The community composition of soil fungi was affected by both sampling date and location (Table 1). Pairwise PERMANOVA with the sampling date across sampling locations as a grouping factor confirmed differences in the fungal community composition among sampling dates (F = 2.708 to 9.251, p = 0.001). These results were reflected by the clustering of the samples in the NMDS ordination, which indicated a temporal dependency of the community composition (Fig. 5A). Apart from the sampling date, sampling location influenced the assembly of the fungal community (F = 2.620, p = 0.001, Table 1). The clustering in the NMDS ordination suggested that at each sampling date, the agroforestry tree row differed from the agroforestry crop row and monoculture cropland (Fig. 5A), which was confirmed by pairwise PERMANOVA with sampling locations as grouping factor for each sampling date (F = 2.178 to 3.042, p ≤ 0.006) but different sampling locations within the crop row of the agroforestry system could not be distinguished. The interaction of space and time (sampling date × sampling location) did not affect the community composition (Table 1).

Beta diversity and intra-group dispersion of soil fungal communities in a paired temperate agroforestry and monoculture cropland system.

Figure 5: Beta diversity and intra-group dispersion of soil fungal communities in a paired temperate agroforestry and monoculture cropland system.
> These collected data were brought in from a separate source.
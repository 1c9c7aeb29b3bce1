use std::collections::BTreeMap;

use apiloom_core::{AuthMode, CatalogEntry, HealthStatus};
use chrono::{DateTime, Utc};
use serde::Serialize;

/// Aggregate counts over the catalog. Never cached.
#[derive(Debug, Clone, PartialEq, Serialize)]
#[serde(rename_all = "camelCase")]
pub struct CatalogStats {
    pub total_apis: usize,
    pub total_endpoints: usize,
    /// Keyed by lowercased category so "Animals" and "animals" group together.
    pub by_category: BTreeMap<String, usize>,
    pub by_auth: BTreeMap<String, usize>,
    pub by_source: BTreeMap<String, usize>,
    pub healthy_apis: usize,
    pub no_auth_apis: usize,
    pub last_full_ingest: Option<DateTime<Utc>>,
    pub flow_count: usize,
    pub source_count: usize,
}

impl CatalogStats {
    pub fn compute<'a>(
        entries: impl Iterator<Item = &'a CatalogEntry>,
        flow_count: usize,
        source_count: usize,
        last_full_ingest: Option<DateTime<Utc>>,
    ) -> Self {
        let mut stats = Self {
            total_apis: 0,
            total_endpoints: 0,
            by_category: BTreeMap::new(),
            by_auth: BTreeMap::new(),
            by_source: BTreeMap::new(),
            healthy_apis: 0,
            no_auth_apis: 0,
            last_full_ingest,
            flow_count,
            source_count,
        };

        for entry in entries {
            stats.total_apis += 1;
            stats.total_endpoints += entry.endpoints.len();
            *stats.by_category.entry(entry.category.to_lowercase()).or_default() += 1;
            *stats.by_auth.entry(entry.auth.as_str().to_string()).or_default() += 1;
            *stats.by_source.entry(entry.source.clone()).or_default() += 1;
            if entry.health == HealthStatus::Healthy {
                stats.healthy_apis += 1;
            }
            if entry.auth == AuthMode::None {
                stats.no_auth_apis += 1;
            }
        }

        stats
    }
}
Non-metric multidimensional scaling (NMDS) for pairwise Bray–Curtis dissimilarities is shown; the samples from each location and sampling date are connected with their centroids (A). One sample collected at harvest 2020 was classified as an outlier and is, thus, not shown in (A). Dispersion of samples within each group (sampling locations at each sampling date) is shown in (B). Intra-group dispersion was measured as the distance from the centroid using the analysis multivariate homogeneity of group dispersions (‘betadisper’-function in the ‘vegan’ R-package version 2.5–6 (Oksanen et al., 2019)) on Bray-Curtis dissimilarities is shown. Horizontal bars represent the means, vertical bars the standard deviations (n = 4). Different uppercase letters at the same sampling date indicate significant differences among the sampling locations (tree row, 1, 7, and 24 m distance from the tree row within the crop row of the agroforestry systems, and monoculture cropland) (one-way ANOVA with Tukey’s HSD or Kruskal–Wallis test with Dunn’s post hoc test at p < 0.05). Circles, squares and triangles represent individual samples (n = 4) collected at harvest 2019, spring 2020, and harvest 2020, respectively (A, B). AF = agroforestry system.
Table 1:
Permutational multivariate analysis of variance (PERMANOVA) results.
Source of variance df Sum Sq R2 F p-value
Sampling datea 2 1.775 0.177 6.862 0.001
Sampling locationb 4 1.355 0.135 2.620 0.001
Sampling datea × Sampling locationb 8 1.106 0.110 1.069 0.234
Residuals 45 5.819 0.579
Total 59 10.055 1.000
DOI: 10.7717/peerj.12236/table-1

Notes:

Three sampling dates (harvest 2019, spring 2020, harvest 2020).
Five sampling locations of which four were located in the agroforestry cropland (tree row, 1, 7, and 24 m distance from the tree row) and one in the adjacent monoculture cropland (Fig. 1B).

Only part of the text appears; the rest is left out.